The Conspiracy to Keep Us Poor and Stupid Strikes Again!
I swear, I must have been very bad indeed in a previous life, and must be working off a huge karmic burden. Yes, it is Donald "George Soros Will Crash the Market to Elect Democrats!" and "Bond Yields Are Not Interest Rates!" Luskin--and once again he is far out of his depth:
The Conspiracy to Keep You Poor and Stupid: Brad DeLong sez....
[I]ndexation of benefits after retirement to the price level, not the wage level, adds a wedge between Social Security's costs and its resources roughly equal to half of life expectancy at retirement times the trend productivity growth rate. Each 0.1 percentage point increase in the growth rate of productivity reduces the long-horizon Social Security deficit by approximately 0.1% of taxable payroll.... Real wage and productivity growth of 3.0% per year (as opposed to the 1.1% per year assumed by SSA) would wipe out the 75-year deficit.
The system's unfunded obligation is $13 trillion.... Faster growth would increase both the future revenues and the future benefits in approximately equal measure. The revenues would arrive before the higher benefits must be paid, so there's an illusory improvement if you use a flawed metric like 75-year actuarial balance which counts the inflow but overlooks the outflow, but the actual total deficit, which is on the books already, isn't really affected.
The idea that faster economic growth will eliminate unfunded liability is simply incorrect, as Jagadeesh Gokhale demonstrates in a definitive paper...
Now that's not what the thoughtful and intelligent Jagadeesh Gokhale says.
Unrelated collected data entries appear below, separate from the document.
/// Scroll offsets into laid-out content, in terminal cells.
///
/// Offsets are kept within `content - viewport` on both axes; every setter re-clamps.
#[derive(Clone, Copy, Debug, Default, PartialEq, Eq)]
pub struct ViewportState {
    pub x: u32,
    pub y: u32,
    pub viewport_w: u16,
    pub viewport_h: u16,
    pub content_w: u32,
    pub content_h: u32,
}

impl ViewportState {
    pub fn set_viewport(&mut self, w: u16, h: u16) {
        self.viewport_w = w;
        self.viewport_h = h;
        self.clamp();
    }

    pub fn set_content(&mut self, w: u32, h: u32) {
        self.content_w = w;
        self.content_h = h;
        self.clamp();
    }

    pub fn clamp(&mut self) {
        self.x = self.x.min(self.max_x());
        self.y = self.y.min(self.max_y());
    }

    pub fn scroll_y_by(&mut self, delta: i32) {
        self.y = self.y.saturating_add_signed(delta).min(self.max_y());
    }

    pub fn scroll_x_by(&mut self, delta: i32) {
        self.x = self.x.saturating_add_signed(delta).min(self.max_x());
    }

    /// Scrolls by one screen, keeping a line of overlap.
    pub fn page_down(&mut self) {
        self.scroll_y_by(i32::from(self.page_step()));
    }

    pub fn page_up(&mut self) {
        self.scroll_y_by(-i32::from(self.page_step()));
    }

    pub fn to_top(&mut self) {
        self.y = 0;
    }

    pub fn to_bottom(&mut self) {
        self.y = self.max_y();
    }

    /// True when the last content row is visible, including when everything fits.
    pub fn is_at_bottom(&self) -> bool {
        self.y >= self.max_y()
    }

    fn page_step(&self) -> u16 {
        self.viewport_h.saturating_sub(1).max(1)
    }

    fn max_y(&self) -> u32 {
        self.content_h.saturating_sub(u32::from(self.viewport_h))
    }

    fn max_x(&self) -> u32 {
        self.content_w.saturating_sub(u32::from(self.viewport_w))
    }
}

#[cfg(test)]
mod tests {
    use super::*;

    fn state(view: (u16, u16), content: (u32, u32)) -> ViewportState {
        let mut s = ViewportState::default();
        s.set_viewport(view.0, view.1);
        s.set_content(content.0, content.1);
        s
    }

    #[test]
    fn offsets_never_pass_the_content_edge() {
        let mut s = state((10, 5), (12, 6));
        s.scroll_x_by(99);
        s.scroll_y_by(99);
        assert_eq!((s.x, s.y), (2, 1));
        s.scroll_y_by(-99);
        assert_eq!(s.y, 0);
    }

    #[test]
    fn shrinking_content_pulls_offsets_back() {
        let mut s = state((10, 5), (40, 40));
        s.to_bottom();
        s.scroll_x_by(30);
        s.set_content(12, 8);
        assert_eq!((s.x, s.y), (2, 3));
    }

    #[test]
    fn growth_leaves_the_bottom() {
        let mut s = state((10, 5), (10, 20));
        s.to_bottom();
        assert!(s.is_at_bottom());
        s.set_content(10, 30);
        assert!(!s.is_at_bottom());
        s.to_bottom();
        assert_eq!(s.y, 25);
    }

    #[test]
    fn paging_overlaps_one_line() {
        let mut s = state((10, 5), (10, 50));
        s.page_down();
        assert_eq!(s.y, 4);
        s.page_up();
        assert_eq!(s.y, 0);
        let mut tiny = state((10, 1), (10, 50));
        tiny.page_down();
        assert_eq!(tiny.y, 1);
    }
}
In an impressive and well-argued paper, Jagadeesh Gokhale (2006), "Wage Growth and the Measurement of Social Security’s Financial Condition," at http://papers.ssrn.com/sol3/papers.cfm?abstract_id=920156#PaperDownload, Jagadeesh says two things:
- In a year-by-year pay-as-you-go-balance system, faster real wage growth makes the state of Social Security look better: because it raises each year's wages relative to that year's benefits, it means we need a lower tax rate in each future year less above their current levels in order to balance that year's Social Security tax collections with that year's Social Security benefits.
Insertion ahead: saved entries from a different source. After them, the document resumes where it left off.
use std::sync::Arc;
use std::time::Duration;
use std::time::Instant;

use pretty_assertions::assert_eq;
use ratatui::text::Line;
use ratatui_mdflow::Element;
use ratatui_mdflow::MarkdownRenderer;
use ratatui_mdflow::MarkdownSession;
use ratatui_mdflow::MarkdownStreamView;
use ratatui_mdflow::MarkdownView;
use ratatui_mdflow::MarkdownViewOptions;
use ratatui_mdflow::NodeType;
use ratatui_mdflow::Overrides;
use ratatui_mdflow::Parser;
use ratatui_mdflow::PulldownParser;
use ratatui_mdflow::element::SpanKind;
use ratatui_mdflow::table::TableSizing;
use ratatui_mdflow_core::render::join_spans_plain;
use ratatui_mdflow_core::theme::Theme;

fn plain(lines: &[Line<'static>]) -> Vec<String> {
    lines.iter().map(|l| join_spans_plain(&l.spans)).collect()
}

fn paragraph_children(doc: &Element) -> &[Element] {
    let Element::Document(blocks) = doc else {
        panic!("expected a document, got {doc:?}");
    };
    let Element::Paragraph { children, .. } = &blocks[0] else {
        panic!("expected a paragraph, got {:?}", blocks[0]);
    };
    children
}

#[test]
fn styled_inline_run_becomes_one_text_flow() {
    let doc = MarkdownRenderer::default().render_source("**bold** and *italic*");
    let children = paragraph_children(&doc);
    assert_eq!(children.len(), 1);
    let Element::TextFlow(members) = &children[0] else {
        panic!("expected a text flow, got {:?}", children[0]);
    };
    let kinds: Vec<Option<SpanKind>> = members
        .iter()
        .map(|m| match m {
            Element::Span { kind, .. } => Some(*kind),
            _ => None,
        })
        .collect();
    assert_eq!(
        kinds,
        vec![Some(SpanKind::Bold), None, Some(SpanKind::Italic)]
    );
}

#[test]
fn inline_math_turns_the_run_into_a_row() {
    let doc = MarkdownRenderer::default().render_source("energy $E = mc^2$ holds");
    let children = paragraph_children(&doc);
    let Element::Row(members) = &children[0] else {
        panic!("expected a row, got {:?}", children[0]);
    };
    assert!(members.contains(&Element::MathInline("E = mc^2".into())));
}

#[test]
fn parsed_table_lays_out_with_committed_widths() {
    let mut view = MarkdownView::new();
    view.set_markdown("# Scores\n\n| name | pts |\n|:-----|----:|\n| ada | 10 |\n| bob | 7 |\n");
    let lines = plain(&view.lines_for_width(60, &Theme::default()));
    assert_eq!(
        lines,
        vec![
            "Scores",
            "",
            "┌──────┬─────┐",
            "│ name │ pts │",
            "├──────┼─────┤",
            "│ ada  │  10 │",
            "│ bob  │   7 │",
            "└──────┴─────┘",
        ]
    );
}

#[test]
fn reference_sizing_commits_the_documented_widths() {
    let mut view = MarkdownView::with_options(MarkdownViewOptions {
        table: TableSizing::reference(),
        ..Default::default()
    });
    view.set_markdown("| a | b |\n|---|---|\n| c | d |\n");
    let lines = view.lines_for_width_at(400, &Theme::default(), Instant::now());
    let layout = view.tables().get(0).expect("table registered");
    assert_eq!(layout.column_widths(), Some(&[100, 100][..]));
    assert_eq!(join_spans_plain(&lines[0].spans).chars().count(), 203);
}

#[test]
fn streamed_document_settles_to_full_parse() {
    let chunks = ["# Ti", "tle\n\nSome **bo", "ld** text\n\n| x | y |\n", "|---|---|\n| 1 | 2 |\n"];
    let session = MarkdownSession::new();
    let mut stream = MarkdownStreamView::new(Arc::clone(&session));
    let theme = Theme::default();
    for chunk in chunks {
        session.append(chunk);
        stream.lines_for_width(40, &theme);
    }

    let mut oneshot = MarkdownView::new();
    oneshot.set_markdown(&chunks.concat());
    assert_eq!(
        plain(&stream.lines_for_width(40, &theme)),
        plain(&oneshot.lines_for_width(40, &theme))
    );
}

#[test]
fn overrides_see_reconciled_children() {
    let overrides = Overrides::new().with(NodeType::Link, |props| {
        let label: String = props.children.iter().map(Element::plain_text).collect();
        Some(Element::text(format!("<{label}>")))
    });
    let renderer = MarkdownRenderer::default().with_overrides(overrides);
    let doc = renderer.render_source("see [the *docs*](https://example.com) now");
    let children = paragraph_children(&doc);
    let Element::TextFlow(members) = &children[0] else {
        panic!("expected a text flow, got {:?}", children[0]);
    };
    assert_eq!(members[1], Element::text("<the docs>"));
}

#[test]
fn wire_format_round_trips_through_json() {
    let doc = PulldownParser::new()
        .parse("| a |\n|:-:|\n| 1 |\n\n- [x] done\n")
        .unwrap();
    let json = doc.to_json();
    assert!(json.contains("\"isHeader\":true"));
    assert!(json.contains("\"type\":\"task_list_item\""));
    let back = ratatui_mdflow::MarkdownNode::from_json(&json).unwrap();
    assert_eq!(back, doc);
}

#[test]
fn complete_table_commits_without_waiting_for_fallback() {
    let mut view = MarkdownView::with_options(MarkdownViewOptions {
        table: TableSizing {
            fallback_delay: Duration::from_millis(50),
            ..TableSizing::default()
        },
        ..Default::default()
    });
    view.set_markdown("| a | b |\n|---|---|\n| 1 | 2 |\n");
    let start = Instant::now();
    let lines = plain(&view.lines_for_width_at(40, &Theme::default(), start));
    assert!(lines[0].starts_with('┌'));
    assert_eq!(view.next_redraw_deadline(), None);
}
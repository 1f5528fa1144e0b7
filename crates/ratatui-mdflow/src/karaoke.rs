//! Playback-synced highlight positions.
use std::collections::BTreeMap;
use std::sync::Arc;

use crate::session::MarkdownSession;

/// Word index one past the last word already spoken at `current_ms`.
///
/// Words are visited in index order and the scan stops at the first word still in the future, so
/// a timestamp that runs backwards hides every later word.
pub fn highlight_index_at(timestamps: &BTreeMap<usize, u64>, current_ms: u64) -> usize {
    let mut index = 0;
    for (&word, &at) in timestamps {
        if current_ms < at {
            break;
        }
        index = word + 1;
    }
    index
}

/// Drives a session's highlight position from a word timestamp table.
#[derive(Debug)]
pub struct KaraokeClock {
    session: Arc<MarkdownSession>,
    timestamps: BTreeMap<usize, u64>,
    playing: bool,
}

impl KaraokeClock {
    pub fn new(session: Arc<MarkdownSession>, timestamps: BTreeMap<usize, u64>) -> Self {
        Self {
            session,
            timestamps,
            playing: false,
        }
    }

    pub fn set_timestamps(&mut self, timestamps: BTreeMap<usize, u64>) {
        self.timestamps = timestamps;
    }

    pub fn is_playing(&self) -> bool {
        self.playing
    }

    pub fn set_playing(&mut self, playing: bool) {
        self.playing = playing;
    }

    /// Writes the position for `current_ms` into the session and returns it.
    pub fn sync(&self, current_ms: u64) -> usize {
        let index = highlight_index_at(&self.timestamps, current_ms);
        self.session.set_highlight_position(index);
        index
    }

    /// Stops playback and clears the highlight.
    pub fn reset(&mut self) {
        self.playing = false;
        self.session.set_highlight_position(0);
    }
}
- In a substantially prefunded full-intertemporal-balance system with a sufficiently rapidly declining ratio of workers-to-beneficiaries, faster real wage growth makes the state of Social Security look worse: the declining worker-to-beneficiary ratio means that a larger share of workers than beneficiaries are in the near future (when faster wage growth makes relative wages lower) and a larger share of beneficiaries than workers are in the far future (when faster wage growth makes relative benefits higher), thus faster real wage growth raises average benefits more than average wages.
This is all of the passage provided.